Extracted data entries
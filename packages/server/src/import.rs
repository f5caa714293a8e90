//! Bulk score import from an uploaded sheet.
//!
//! The sheet is checked for the required columns up front; after that every row is
//! processed on its own and a bad row is recorded without stopping the batch. Rows
//! already written stay written.

use chrono::Utc;
use common::score_sheet::{self, COURSE_ID, FINAL, IMPORT_COLUMNS, MIDTERM, REGULAR, STUDENT_ID};
use common::tabular::{self, Cell, Row};
use sea_orm::sea_query::OnConflict;
use sea_orm::{ConnectionTrait, DbErr, EntityTrait, PaginatorTrait, Set};
use thiserror::Error;
use tracing::{debug, info, warn};

use crate::cache::{DASHBOARD_STATS_KEY, TtlCache};
use crate::entity::{course, score, student};
use crate::models::dashboard::DashboardResponse;

/// Sheet row number of the first data row. The header occupies row 1.
const FIRST_DATA_ROW: usize = 2;

/// Failure that aborts the whole import before any row is touched.
#[derive(Debug, Error)]
pub enum ImportError {
    #[error("{0}")]
    Structural(String),
}

/// Why a single row was rejected.
#[derive(Debug, Clone, PartialEq, Error)]
pub enum RowError {
    #[error("student {student_id} not found")]
    StudentNotFound { row: usize, student_id: String },
    #[error("course {course_id} not found")]
    CourseNotFound { row: usize, course_id: String },
    #[error("{column} must be numeric")]
    NotNumeric { row: usize, column: &'static str },
    #[error("{column} must be between 0 and 100, got {value}")]
    OutOfRange {
        row: usize,
        column: &'static str,
        value: f64,
    },
    #[error("unknown error while saving the row")]
    Unknown { row: usize, detail: String },
}

impl RowError {
    pub fn row(&self) -> usize {
        match self {
            RowError::StudentNotFound { row, .. }
            | RowError::CourseNotFound { row, .. }
            | RowError::NotNumeric { row, .. }
            | RowError::OutOfRange { row, .. }
            | RowError::Unknown { row, .. } => *row,
        }
    }
}

/// Outcome of one import run.
#[derive(Debug, Default)]
pub struct ImportReport {
    pub success_count: usize,
    /// Rejected rows in file order.
    pub errors: Vec<RowError>,
}

/// Validated grade cells of one row.
#[derive(Debug, Clone, Copy, PartialEq)]
pub struct Grades {
    pub regular: f64,
    pub midterm: f64,
    pub final_exam: f64,
}

pub struct ScoreImporter<'a, C: ConnectionTrait> {
    conn: &'a C,
    stats_cache: &'a TtlCache<DashboardResponse>,
}

impl<'a, C: ConnectionTrait> ScoreImporter<'a, C> {
    pub fn new(conn: &'a C, stats_cache: &'a TtlCache<DashboardResponse>) -> Self {
        Self { conn, stats_cache }
    }

    /// Parse `data` as a score sheet and upsert every valid row.
    pub async fn import(&self, data: &[u8]) -> Result<ImportReport, ImportError> {
        let table = tabular::read_csv(data)
            .map_err(|e| ImportError::Structural(format!("Unable to read file: {e}")))?;

        let missing = table.missing_columns(&IMPORT_COLUMNS);
        if !missing.is_empty() {
            return Err(ImportError::Structural(format!(
                "Missing required columns: {}",
                missing.join(", ")
            )));
        }

        let mut report = ImportReport::default();
        for (index, row) in table.rows.iter().enumerate() {
            let row_number = index + FIRST_DATA_ROW;
            match self.import_row(row_number, row).await {
                Ok(()) => {
                    report.success_count += 1;
                    self.stats_cache.delete(DASHBOARD_STATS_KEY);
                }
                Err(err) => {
                    debug!(row = row_number, error = %err, "Rejected import row");
                    report.errors.push(err);
                }
            }
        }

        info!(
            imported = report.success_count,
            rejected = report.errors.len(),
            "Score import finished"
        );
        Ok(report)
    }

    async fn import_row(&self, row_number: usize, row: &Row) -> Result<(), RowError> {
        let student_id = cell_text(row, STUDENT_ID);
        let course_id = cell_text(row, COURSE_ID);
        let unknown = |e: DbErr| {
            warn!(row = row_number, error = %e, "Storage error during import");
            RowError::Unknown {
                row: row_number,
                detail: e.to_string(),
            }
        };

        if !self.student_exists(&student_id).await.map_err(unknown)? {
            return Err(RowError::StudentNotFound {
                row: row_number,
                student_id,
            });
        }

        let course_id = self
            .resolve_course(&course_id)
            .await
            .map_err(unknown)?
            .ok_or(RowError::CourseNotFound {
                row: row_number,
                course_id,
            })?;

        let grades = parse_grades(row_number, row)?;

        self.upsert(&student_id, &course_id, grades)
            .await
            .map_err(unknown)
    }

    async fn student_exists(&self, id: &str) -> Result<bool, DbErr> {
        Ok(student::Entity::find_by_id(id.to_string())
            .count(self.conn)
            .await?
            > 0)
    }

    /// Look up a course by its code, retrying once with the zero-padded code.
    /// Returns the ID of the course that matched.
    async fn resolve_course(&self, raw: &str) -> Result<Option<String>, DbErr> {
        if let Some(found) = course::Entity::find_by_id(raw.to_string())
            .one(self.conn)
            .await?
        {
            return Ok(Some(found.id));
        }

        let padded = score_sheet::pad_course_id(raw);
        if padded == raw {
            return Ok(None);
        }
        Ok(course::Entity::find_by_id(padded)
            .one(self.conn)
            .await?
            .map(|c| c.id))
    }

    /// Insert the score, or overwrite the components of the existing one for this pair.
    async fn upsert(&self, student_id: &str, course_id: &str, grades: Grades) -> Result<(), DbErr> {
        let now = Utc::now();
        let model = score::ActiveModel {
            student_id: Set(student_id.to_string()),
            course_id: Set(course_id.to_string()),
            regular_grade: Set(grades.regular),
            midterm_grade: Set(grades.midterm),
            final_grade: Set(grades.final_exam),
            created_at: Set(now),
            updated_at: Set(now),
            ..Default::default()
        };

        score::Entity::insert(model)
            .on_conflict(
                OnConflict::columns([score::Column::StudentId, score::Column::CourseId])
                    .update_columns([
                        score::Column::RegularGrade,
                        score::Column::MidtermGrade,
                        score::Column::FinalGrade,
                        score::Column::UpdatedAt,
                    ])
                    .to_owned(),
            )
            .exec_without_returning(self.conn)
            .await?;
        Ok(())
    }
}

fn cell_text(row: &Row, column: &str) -> String {
    row.get(column).map(Cell::to_trimmed_string).unwrap_or_default()
}

/// Read the three grade cells. Every cell must be numeric before any range check runs.
pub fn parse_grades(row_number: usize, row: &Row) -> Result<Grades, RowError> {
    let mut values = [0.0; 3];
    for (slot, column) in values.iter_mut().zip([REGULAR, MIDTERM, FINAL]) {
        *slot = row
            .get(column)
            .and_then(Cell::as_f64)
            .ok_or(RowError::NotNumeric {
                row: row_number,
                column,
            })?;
    }

    for (value, column) in values.iter().zip([REGULAR, MIDTERM, FINAL]) {
        if !(0.0..=100.0).contains(value) {
            return Err(RowError::OutOfRange {
                row: row_number,
                column,
                value: *value,
            });
        }
    }

    let [regular, midterm, final_exam] = values;
    Ok(Grades {
        regular,
        midterm,
        final_exam,
    })
}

* Exercise requirements
Copy each line above that contains the string "Clone".

* Answer to this problem
#[derive(Debug, Clone, PartialEq, Error)]
#[derive(Debug, Clone, Copy, PartialEq)]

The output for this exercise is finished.